In my previous book Russia’s Economy of Favours I argue that blat (the use of personal networks for obtaining goods and services in short supply and for circumventing formal procedures) has lost its central significance in the conditions of the post-Soviet world. In hindsight, it is perhaps more accurate to say that changes in the political and economic foundations of the state-centralized economy have resulted in the monetization of blat and the reorientation of the use of personal networks toward a new type of shortage—a shortage of money. These changes have also generated a whole new range of informal practices—the focus of my new book How Russia Really Works. It includes practices of black PR in politics, kompromat (the use of compromising material as potential blackmail) in the media, krugovaia poruka (collusion which renders everyone guilty) in professional circles, and a variety of scheming practices in business and law enforcement.

Each evolved to compensate for the defects of the post- Soviet order and helped to reconfigure spheres once dominated by Soviet-era informal practices. I argue that just as blat was essential “know-how” in the Soviet era, these post-socialist informal practices represent the “know-how” of post-Soviet Russia. As such, they are important indicators of Russia’s political and economic development, even more significant in the recent context of increasing centralization and information control.  
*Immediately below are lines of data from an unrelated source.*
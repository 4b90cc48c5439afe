//! Per-feature geometry command streams.
//!
//! A feature's geometry is a stream of commands packed as
//! `(command & 0x7) | (count << 3)` with `MoveTo = 1`, `LineTo = 2`,
//! `ClosePath = 7`. Coordinates are zigzag-encoded deltas; the first vertex
//! is absolute and every further vertex is relative to the previous one,
//! continuing across rings.

use super::{geometry_type::GeomType, project::TileTransform};
use crate::geo::*;
use anyhow::{Context, Result, anyhow, bail, ensure};
use byteorder::LE;
use kachel_core::{
	Blob, TilerError,
	io::{ValueReader, ValueReaderSlice, ValueWriter, ValueWriterBlob},
};

const CMD_MOVE_TO: u64 = 1;
const CMD_LINE_TO: u64 = 2;
const CMD_CLOSE_PATH: u64 = 7;

fn command(cmd: u64, count: u64) -> u64 {
	(cmd & 0x7) | (count << 3)
}

#[derive(Clone, Debug, Default, PartialEq)]
pub struct VectorTileFeature {
	pub id: Option<u64>,
	pub tag_ids: Vec<u32>,
	pub geom_type: GeomType,
	pub geom_data: Blob,
}

impl VectorTileFeature {
	/// Encodes a geographic geometry into a vector-tile feature, quantizing
	/// vertices through `transform`.
	///
	/// Degenerate geometry (too short lines, unclosed rings) fails with a
	/// geometry error; nothing is skipped silently.
	pub fn from_geometry(
		id: Option<u64>,
		tag_ids: Vec<u32>,
		geometry: &Geometry,
		transform: &TileTransform,
	) -> Result<VectorTileFeature> {
		let mut writer = CommandWriter::new(transform);

		match geometry {
			Geometry::Point(point) => {
				writer.move_to(&[point.0])?;
			}
			Geometry::LineString(line) => {
				if line.0.len() < 2 {
					return Err(anyhow!(TilerError::geometry("LineString must have at least two points")));
				}
				writer.move_to(&line.0[0..1])?;
				writer.line_to(&line.0[1..])?;
			}
			Geometry::Polygon(polygon) => {
				if polygon.is_empty() {
					return Err(anyhow!(TilerError::geometry("polygon must have at least one ring")));
				}
				for ring in &polygon.0 {
					ring
						.verify()
						.map_err(|e| anyhow!(TilerError::geometry(&format!("cannot encode ring: {e}"))))?;
					// the closing vertex is implied by ClosePath
					let pts = &ring.0[..ring.0.len() - 1];
					writer.move_to(&pts[0..1])?;
					writer.line_to(&pts[1..])?;
					writer.close_path()?;
				}
			}
		}

		Ok(VectorTileFeature {
			id,
			tag_ids,
			geom_type: GeomType::from(geometry),
			geom_data: writer.into_blob(),
		})
	}

	/// Decodes the command stream back into a geometry in tile-local
	/// coordinates. Used to verify encoded tiles.
	pub fn to_geometry(&self) -> Result<Geometry> {
		let mut reader = ValueReaderSlice::new_le(self.geom_data.as_slice());

		let mut lines: Vec<Vec<Coordinates>> = Vec::new();
		let mut line: Vec<Coordinates> = Vec::new();
		let mut x = 0i64;
		let mut y = 0i64;

		while reader.has_remaining() {
			let value = reader.read_varint().context("failed to read geometry command")?;
			let cmd = value & 0x7;
			let count = value >> 3;

			match cmd {
				CMD_MOVE_TO | CMD_LINE_TO => {
					for _ in 0..count {
						if cmd == CMD_MOVE_TO && !line.is_empty() {
							lines.push(line);
							line = Vec::new();
						}
						x += reader.read_svarint().context("failed to read x delta")?;
						y += reader.read_svarint().context("failed to read y delta")?;
						line.push(Coordinates::new(x as f64, y as f64));
					}
				}
				CMD_CLOSE_PATH => {
					ensure!(!line.is_empty(), "ClosePath on an empty path");
					line.push(line[0]);
				}
				_ => bail!("unknown geometry command {cmd}"),
			}
		}
		if !line.is_empty() {
			lines.push(line);
		}

		match self.geom_type {
			GeomType::Unknown => Err(anyhow!(TilerError::geometry("unknown geometry type"))),
			GeomType::Point => {
				ensure!(
					lines.len() == 1 && lines[0].len() == 1,
					"point features must contain exactly one vertex"
				);
				Ok(Geometry::Point(PointGeometry(lines.remove(0).remove(0))))
			}
			GeomType::LineString => {
				ensure!(lines.len() == 1, "line features must contain exactly one path");
				ensure!(lines[0].len() >= 2, "line features must have at least two vertices");
				Ok(Geometry::LineString(LineStringGeometry(lines.remove(0))))
			}
			GeomType::Polygon => {
				ensure!(!lines.is_empty(), "polygon features must contain at least one ring");
				let rings = lines
					.into_iter()
					.map(|ring| {
						let geometry = RingGeometry(ring);
						geometry.verify().context("decoded ring is not closed")?;
						Ok(geometry)
					})
					.collect::<Result<Vec<RingGeometry>>>()?;
				Ok(Geometry::Polygon(PolygonGeometry(rings)))
			}
		}
	}

	/// Decodes a feature message (PBF fields: id = 1, tags = 2, type = 3,
	/// geometry = 4).
	pub fn read<'a>(reader: &mut dyn ValueReader<'a, LE>) -> Result<VectorTileFeature> {
		let mut feature = VectorTileFeature::default();

		while reader.has_remaining() {
			match reader.read_pbf_key().context("failed to read PBF key")? {
				(1, 0) => feature.id = Some(reader.read_varint().context("failed to read feature id")?),
				(2, 2) => feature.tag_ids = reader.read_pbf_packed_uint32().context("failed to read tag ids")?,
				(3, 0) => feature.geom_type = GeomType::from(reader.read_varint().context("failed to read geometry type")?),
				(4, 2) => feature.geom_data = reader.read_pbf_blob().context("failed to read geometry data")?,
				(f, w) => bail!("unexpected field number ({f}) / wire type ({w}) in feature message"),
			}
		}

		Ok(feature)
	}

	/// Encodes this feature as a PBF message.
	pub fn to_blob(&self) -> Result<Blob> {
		let mut writer = ValueWriterBlob::new_le();

		if let Some(id) = self.id {
			writer.write_pbf_key(1, 0)?;
			writer.write_varint(id)?;
		}

		if !self.tag_ids.is_empty() {
			writer.write_pbf_key(2, 2)?;
			writer.write_pbf_packed_uint32(&self.tag_ids)?;
		}

		writer.write_pbf_key(3, 0)?;
		writer.write_varint(self.geom_type.as_u64())?;

		if !self.geom_data.is_empty() {
			writer.write_pbf_key(4, 2)?;
			writer.write_pbf_blob(&self.geom_data)?;
		}

		Ok(writer.into_blob())
	}
}

/// Writes geometry commands, tracking the delta cursor across calls.
struct CommandWriter<'a> {
	writer: ValueWriterBlob<LE>,
	transform: &'a TileTransform,
	cursor: (i64, i64),
}

impl<'a> CommandWriter<'a> {
	fn new(transform: &'a TileTransform) -> CommandWriter<'a> {
		CommandWriter {
			writer: ValueWriterBlob::new_le(),
			transform,
			cursor: (0, 0),
		}
	}

	fn move_to(&mut self, points: &[Coordinates]) -> Result<()> {
		self.run(CMD_MOVE_TO, points)
	}

	fn line_to(&mut self, points: &[Coordinates]) -> Result<()> {
		if points.is_empty() {
			return Ok(());
		}
		self.run(CMD_LINE_TO, points)
	}

	fn close_path(&mut self) -> Result<()> {
		self.writer.write_varint(command(CMD_CLOSE_PATH, 1))
	}

	fn run(&mut self, cmd: u64, points: &[Coordinates]) -> Result<()> {
		self.writer.write_varint(command(cmd, points.len() as u64))?;
		for point in points {
			let [x, y] = self.transform.apply(point);
			self.writer.write_svarint(x - self.cursor.0)?;
			self.writer.write_svarint(y - self.cursor.1)?;
			self.cursor = (x, y);
		}
		Ok(())
	}

	fn into_blob(self) -> Blob {
		self.writer.into_blob()
	}
}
In post-Soviet Russia, ways of “beating the system” (formerly associated with blat favours in health, personal services and education) amount to only a fraction of the overall corruption market 1. Russia's economy has powered ahead this decade after the post-Soviet stagnation of the mid-1990s and the collapse of the rouble in 1998 (see chart). Unsurprisingly, the vast bulk of bribes in Russia are paid by businessmen for export licensing and quotas, state budget transactions, tax transfers, customs duties, and privatization deals.

One respondent with a diplomatic background explained the catch of the 1990s’ privatization as follows, “Changes have taken place in various degrees in all sectors but their fundamental pattern is Sovietness—the state’s capacity to distribute and to ration. The state used to ration everything and add a little something for nomenklatura [the administrative elite], such as dachas [country houses]. Today, the stakes have gone up: larger possibilities associated with larger risks, but also distributed according to the same logic of authorization from above. Exceptions are rare.”


This pattern seems to be even more pronounced since the “re-nationalisation” trend between 2004 and the present day. The state share in most strategic sectors has increased significantly but we know very little about the forces behind this trend. Admittedly, it is difficult to research informal practices in real time. Their practitioners prefer to discuss this sensitive subject post factum when the schemes and know-how have lost their business appeal. By exploring the informal practices of the 1990s, I illuminate the logic and the mindset behind them— something that does not change much. Today’s informal practices are just as effective and work along similar lines: practices associated with financial scheming and alternative contract enforcement continue advancing individual businesses. They also continue to rely on personal relations, informal networks and other antimarket-type alliances. Yet this does not mean that they remain unchanged. They respond to the challenge of the markets and modern demands. For example, practices of double book-keeping and storing kompromat—which have been in the Russian repertoire for a long time—have been transformed to integrate the international standards of accounting and modern technology.

In fact, such an ability to transform creates another difficulty in trying to catch up with the informal practices. The informal practices rapidly adapt to legal changes and make use of legal institutions. By making the law and legal institutions part of the manipulative schemes the informal practices create further obstacles to the rule of law. They are, then, the outcome of both change and continuity. On the one hand, grounded in Russian custom, informal practices maintain and introduce into economic life forms of reciprocity that inhibit the development of markets.

On the other hand, these practices adapt to present-day economic concerns and become oriented towards the problems of an economy undergoing market reforms. What is characteristic about these informal practices is their double-edged relationship to the “market” and “democracy”: they are supportive but also subversive; they accommodate change but also represent resistance to change; they are beneficial for certain groups but also cater to the needs of the political regime and are implicitly endorsed by the state; and they are divisive in their implications, serving and sustaining insiders at the expense of outsiders.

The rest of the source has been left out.